Since I spend a large portion of each day wearing leggings and filming videos of myself dancing around my kitchen to post on social media (just now realized what a great resume line that would be…maybe will do a joke resume as an upcoming Soul Snacks piece), many people inquire about the leggings I wear. Here is a review of some of the leggings I’ve worn lately:

  1. Booty by Brabants – full disclosure, I was gifted a few items from this brand because they are fellow Massholes (that is an affectionate term for people from Massachusetts), so while I didn’t buy these leggings, I have been wearing them recently. The leggings they sent me are their one-size leggings (they also carry sized leggings) so these are not high compression, which makes for a very comfortable fit and, shockingly, they do not droop in the crotch – I found this to be remarkable. There’s nothing I enjoy less than continually jacking up a pair of leggings, separating my lady bits into the dreaded camel toe. This particular pair of their leggings are also textured - nice touch. The part about these leggings that I like the most, however, and I am pretty certain this is a feature on all of their leggings, is that the seam on the back of the leggings that goes across your ass dips down ever so slightly creating an incredibly subtle yet bootylicious illusion. Have to admit, it’s seggsy and I love it. Extra points for the very high waist, too. 

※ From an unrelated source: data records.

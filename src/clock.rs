//! Two-phase clocking of the core.
//!
//! The core's flip-flops act on clock edges, so every tick it must see the
//! clock low and then high, in that order, with the inputs already on the bus.

use crate::bus::{BusInputs, SignalBus};
use crate::decode::ScanDisplayDecoder;
use crate::display::Display;
use crate::logic::Core;
use crate::trace::{sample_index, TraceSink};
use std::io;

pub struct ClockSequencer<'a> {
    core: &'a mut dyn Core,
    trace: Option<&'a mut dyn TraceSink>,
}

impl<'a> ClockSequencer<'a> {
    pub fn new(core: &'a mut dyn Core) -> Self {
        ClockSequencer { core, trace: None }
    }

    /// record every phase into `trace` from now on
    pub fn with_trace(mut self, trace: &'a mut dyn TraceSink) -> Self {
        self.trace = Some(trace);
        self
    }

    /// run one full clock cycle: inputs on the bus, evaluate at clock 0 and
    /// clock 1, and let the decoder see the scan lines after each
    pub fn tick(
        &mut self,
        tick: u64,
        inputs: &BusInputs,
        bus: &mut SignalBus,
        decoder: &mut ScanDisplayDecoder,
        display: &mut dyn Display,
    ) -> Result<(), io::Error> {
        bus.inputs = *inputs;
        for phase in 0..2u8 {
            bus.clk = phase == 1;
            self.core.eval(bus);
            if let Some(trace) = self.trace.as_mut() {
                trace.dump(bus, sample_index(tick, phase))?;
            }
            decoder.observe(&bus.outputs.scan, display)?;
        }
        Ok(())
    }

    /// let the core tidy up and close the trace, if there is one
    pub fn shutdown(&mut self) -> Result<(), io::Error> {
        if let Some(trace) = self.trace.as_mut() {
            trace.close()?;
        }
        self.core.finalize();
        Ok(())
    }
}
//! # signal bus
//!
//! Everything the front end and the calculator core exchange during one clock
//! phase. The front end writes `inputs` before each evaluation and reads
//! `outputs` after it; the core does the opposite. There is no logic here.
//!
//! Register nibbles are stored least significant first, so `reg[1]` is the
//! sign digit and `reg[2..15]` hold the thirteen display digits.

/// number of key lines on the keyboard
pub const KEY_COUNT: usize = 23;

/// highest display-select switch position
pub const DISPLAY_SELECT_MAX: u8 = 13;

/// nibbles per register
pub const REGISTER_NIBBLES: usize = 16;

/// one key line on the calculator keyboard
#[derive(Copy, Clone, Debug, PartialEq, Eq, Hash, PartialOrd, Ord)]
pub enum Key {
    Digit0,
    Digit1,
    Digit2,
    Digit3,
    Digit4,
    Digit5,
    Digit6,
    Digit7,
    Digit8,
    Digit9,
    Enter,
    ClearEntry,
    ClearAll,
    DecimalPoint,
    ChangeSign,
    Repeat,
    OverflowLock,
    Store,
    Recall,
    Multiply,
    Divide,
    Add,
    Subtract,
}

impl Key {
    pub const ALL: [Key; KEY_COUNT] = [
        Key::Digit0,
        Key::Digit1,
        Key::Digit2,
        Key::Digit3,
        Key::Digit4,
        Key::Digit5,
        Key::Digit6,
        Key::Digit7,
        Key::Digit8,
        Key::Digit9,
        Key::Enter,
        Key::ClearEntry,
        Key::ClearAll,
        Key::DecimalPoint,
        Key::ChangeSign,
        Key::Repeat,
        Key::OverflowLock,
        Key::Store,
        Key::Recall,
        Key::Multiply,
        Key::Divide,
        Key::Add,
        Key::Subtract,
    ];

    /// position of this key's line in `KeyLines`
    pub fn index(self) -> usize {
        self as usize
    }

    /// digit value for the ten number keys
    pub fn digit(self) -> Option<u8> {
        match self.index() {
            i @ 0..=9 => Some(i as u8),
            _ => None,
        }
    }

    /// text shown while the key is held
    pub fn label(self) -> &'static str {
        match self {
            Key::Digit0 => "0",
            Key::Digit1 => "1",
            Key::Digit2 => "2",
            Key::Digit3 => "3",
            Key::Digit4 => "4",
            Key::Digit5 => "5",
            Key::Digit6 => "6",
            Key::Digit7 => "7",
            Key::Digit8 => "8",
            Key::Digit9 => "9",
            Key::Enter => "ENTER",
            Key::ClearEntry => "CLEAR ENTRY",
            Key::ClearAll => "CLEAR ALL",
            Key::DecimalPoint => "DECIMAL POINT",
            Key::ChangeSign => "CHANGE SIGN",
            Key::Repeat => "REPEAT",
            Key::OverflowLock => "OVERFLOW LOCK",
            Key::Store => "STORE",
            Key::Recall => "RECALL",
            Key::Multiply => "MUL",
            Key::Divide => "DIV",
            Key::Add => "ADD",
            Key::Subtract => "SUB",
        }
    }

    /// signal name used in waveform traces
    pub fn signal_name(self) -> &'static str {
        match self {
            Key::Digit0 => "key_0",
            Key::Digit1 => "key_1",
            Key::Digit2 => "key_2",
            Key::Digit3 => "key_3",
            Key::Digit4 => "key_4",
            Key::Digit5 => "key_5",
            Key::Digit6 => "key_6",
            Key::Digit7 => "key_7",
            Key::Digit8 => "key_8",
            Key::Digit9 => "key_9",
            Key::Enter => "key_enter",
            Key::ClearEntry => "key_clr_ent",
            Key::ClearAll => "key_clr_all",
            Key::DecimalPoint => "key_dp",
            Key::ChangeSign => "key_chg_sign",
            Key::Repeat => "key_repeat",
            Key::OverflowLock => "key_of_lock",
            Key::Store => "key_store",
            Key::Recall => "key_recall",
            Key::Multiply => "key_mult",
            Key::Divide => "key_div",
            Key::Add => "key_add",
            Key::Subtract => "key_sub",
        }
    }
}

/// one boolean per key
#[derive(Copy, Clone, Debug, Default, PartialEq, Eq)]
pub struct KeyLines([bool; KEY_COUNT]);

impl KeyLines {
    pub fn get(&self, key: Key) -> bool {
        self.0[key.index()]
    }

    pub fn set(&mut self, key: Key, level: bool) {
        self.0[key.index()] = level;
    }

    /// drop every line
    pub fn clear(&mut self) {
        self.0 = [false; KEY_COUNT];
    }

    /// keys whose lines are currently asserted
    pub fn held(&self) -> impl Iterator<Item = Key> + '_ {
        Key::ALL.iter().copied().filter(move |k| self.get(*k))
    }

    pub fn any(&self) -> bool {
        self.0.iter().any(|l| *l)
    }
}

/// lines driven by the front end
#[derive(Copy, Clone, Debug, Default, PartialEq, Eq)]
pub struct BusInputs {
    pub keys: KeyLines,
    /// decimal point switch, 0..=13
    pub display_select: u8,
}

/// the scan-pulse fields of the display generator
#[derive(Copy, Clone, Debug, Default, PartialEq, Eq)]
pub struct ScanOutputs {
    /// start of a new display frame
    pub erase: bool,
    /// a segment sample is valid this phase
    pub seg_samp: bool,
    pub v_staircase: u8,
    /// digit position, 0..=13
    pub h_staircase: u8,
    pub v_dot: u8,
    pub h_dot: u8,
    /// vertical segment when set, horizontal otherwise
    pub v_seg: bool,
    /// segment length in 1/48ths of a digit cell; 0 is a decimal point
    pub seg_len: u8,
    pub shift1: bool,
    pub shift7: bool,
}

/// the core's internal latches exposed for the status view
#[derive(Copy, Clone, Debug, Default, PartialEq, Eq)]
pub struct LatchFlags {
    pub start: bool,
    pub home: bool,
    pub shift_down: bool,
    pub chg_sign: bool,
    pub store: bool,
    pub recall: bool,
    pub repeat: bool,
    pub add_sub: bool,
    pub mult: bool,
    pub div: bool,
    pub com_fun: bool,
    pub com_dig: bool,
    pub cfs: bool,
    pub sign_cont: bool,
    pub dps: bool,
    pub of: bool,
    pub carry: bool,
    pub carry_of: bool,
}

pub type Register = [u8; REGISTER_NIBBLES];

/// lines driven by the core
#[derive(Copy, Clone, Debug, Default, PartialEq, Eq)]
pub struct BusOutputs {
    pub reg_s: Register,
    pub reg_0: Register,
    pub reg_1: Register,
    pub reg_2: Register,
    pub reg_3: Register,
    pub reg_4: Register,
    pub lamp_overflow: bool,
    pub kbd_lock: bool,
    pub kbd_ack: bool,
    pub timing: u16,
    pub phase: u8,
    pub a_cnt: u8,
    pub b_cnt: u8,
    pub c_cnt: u8,
    pub d_cnt: u8,
    pub dp_cnt: u8,
    pub flags: LatchFlags,
    pub scan: ScanOutputs,
}

impl BusOutputs {
    /// registers in the order they appear on the display, top row first
    pub fn display_rows(&self) -> [&Register; 6] {
        [
            &self.reg_4,
            &self.reg_3,
            &self.reg_2,
            &self.reg_1,
            &self.reg_0,
            &self.reg_s,
        ]
    }
}

/// the whole bus, owned by the controller for the duration of a tick
#[derive(Copy, Clone, Debug, Default, PartialEq, Eq)]
pub struct SignalBus {
    pub clk: bool,
    pub inputs: BusInputs,
    pub outputs: BusOutputs,
}

/// a sampled signal value for waveform dumps
#[derive(Copy, Clone, Debug, PartialEq, Eq)]
pub struct Sample {
    pub name: &'static str,
    pub width: u8,
    pub value: u64,
}

impl Sample {
    fn bit(name: &'static str, level: bool) -> Self {
        Sample {
            name,
            width: 1,
            value: level as u64,
        }
    }

    fn vector(name: &'static str, width: u8, value: u64) -> Self {
        Sample { name, width, value }
    }
}

/// pack a register into a 64 bit vector, nibble `i` at bits `4i..4i+3`
pub fn pack_register(reg: &Register) -> u64 {
    reg.iter()
        .enumerate()
        .fold(0, |acc, (i, n)| acc | (((*n & 0x0f) as u64) << (4 * i)))
}

impl SignalBus {
    /// every line on the bus, in a fixed order
    pub fn samples(&self) -> Vec<Sample> {
        let i = &self.inputs;
        let o = &self.outputs;
        let f = &o.flags;
        let s = &o.scan;
        let mut v = vec![Sample::bit("clk", self.clk)];
        v.extend(
            Key::ALL
                .iter()
                .map(|k| Sample::bit(k.signal_name(), i.keys.get(*k))),
        );
        v.extend([
            Sample::vector("sw_dp", 4, i.display_select as u64),
            Sample::vector("reg_s", 64, pack_register(&o.reg_s)),
            Sample::vector("reg_0", 64, pack_register(&o.reg_0)),
            Sample::vector("reg_1", 64, pack_register(&o.reg_1)),
            Sample::vector("reg_2", 64, pack_register(&o.reg_2)),
            Sample::vector("reg_3", 64, pack_register(&o.reg_3)),
            Sample::vector("reg_4", 64, pack_register(&o.reg_4)),
            Sample::bit("lamp_overflow", o.lamp_overflow),
            Sample::bit("kbd_lock", o.kbd_lock),
            Sample::bit("kbd_ack", o.kbd_ack),
            Sample::vector("timing", 16, o.timing as u64),
            Sample::vector("phase", 8, o.phase as u64),
            Sample::vector("a_cnt", 8, o.a_cnt as u64),
            Sample::vector("b_cnt", 8, o.b_cnt as u64),
            Sample::vector("c_cnt", 8, o.c_cnt as u64),
            Sample::vector("d_cnt", 8, o.d_cnt as u64),
            Sample::vector("dp_cnt", 8, o.dp_cnt as u64),
            Sample::bit("ff_start", f.start),
            Sample::bit("ff_home", f.home),
            Sample::bit("ff_shift_down", f.shift_down),
            Sample::bit("ff_chg_sign", f.chg_sign),
            Sample::bit("ff_store", f.store),
            Sample::bit("ff_recall", f.recall),
            Sample::bit("ff_repeat", f.repeat),
            Sample::bit("ff_add_sub", f.add_sub),
            Sample::bit("ff_mult", f.mult),
            Sample::bit("ff_div", f.div),
            Sample::bit("ff_com_fun", f.com_fun),
            Sample::bit("ff_com_dig", f.com_dig),
            Sample::bit("ff_cfs", f.cfs),
            Sample::bit("ff_sign_cont", f.sign_cont),
            Sample::bit("ff_dps", f.dps),
            Sample::bit("ff_of", f.of),
            Sample::bit("ff_carry", f.carry),
            Sample::bit("ff_carry_of", f.carry_of),
            Sample::bit("erase", s.erase),
            Sample::bit("seg_samp", s.seg_samp),
            Sample::vector("v_staircase", 8, s.v_staircase as u64),
            Sample::vector("h_staircase", 8, s.h_staircase as u64),
            Sample::vector("v_dot", 2, s.v_dot as u64),
            Sample::vector("h_dot", 2, s.h_dot as u64),
            Sample::bit("v_seg", s.v_seg),
            Sample::vector("seg_len", 8, s.seg_len as u64),
            Sample::bit("shift1", s.shift1),
            Sample::bit("shift7", s.shift7),
        ]);
        v
    }
}

#[cfg(test)]
mod tests {
    use super::*;

    #[test]
    fn test_key_indices_cover_lines() {
        for (i, k) in Key::ALL.iter().enumerate() {
            assert_eq!(k.index(), i);
        }
    }

    #[test]
    fn test_digit_keys() {
        assert_eq!(Key::Digit7.digit(), Some(7));
        assert_eq!(Key::Enter.digit(), None);
    }

    #[test]
    fn test_key_lines_held() {
        let mut l = KeyLines::default();
        assert!(!l.any());
        l.set(Key::Store, true);
        assert_eq!(l.held().collect::<Vec<_>>(), vec![Key::Store]);
        l.clear();
        assert!(!l.any());
    }

    #[test]
    fn test_pack_register() {
        let mut r = [0u8; REGISTER_NIBBLES];
        r[0] = 0x1;
        r[15] = 0xf;
        assert_eq!(pack_register(&r), 0xf000_0000_0000_0001);
    }

    #[test]
    fn test_sample_names_unique() {
        let b = SignalBus::default();
        let s = b.samples();
        let mut names = s.iter().map(|s| s.name).collect::<Vec<_>>();
        names.sort_unstable();
        names.dedup();
        assert_eq!(names.len(), s.len());
    }
}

  2. Lululemon – I don’t think it is legal to do a leggings review without including Lululemon, and I don’t want to get arrested, so here it goes….I have owned exactly two pairs of leggings from Lululemon in my life, and both were gifts (not Instagram related, like actual Christmas/bday presents). Being sort of opposed to trends in general, I have essentially resisted buying anything “Lulu” because of the madness over this brand (and it’s price tag). The idea of someone asking me where I got my leggings, and replying “Lulu”, the way people who shop there a lot say it, makes me want to gag a little. I digress. I ended up loving this pair of their leggings because they were the first pair of leggings I ever owned with pockets. At first I was like, of COURSE these assholes had to do something weird like put pockets on leggings, I don’t need pockets while I am working out, this is STUPID….and then I had kids and I was like, wait, I am wearing leggings all day, so I do actually need these pockets for my phone and my car keys and my kids used tissues and shit. Lulu converted me to a pocket leggings lover, so alas, they make the list. The fabric is also like fucking butter, and I don’t like to admit it. 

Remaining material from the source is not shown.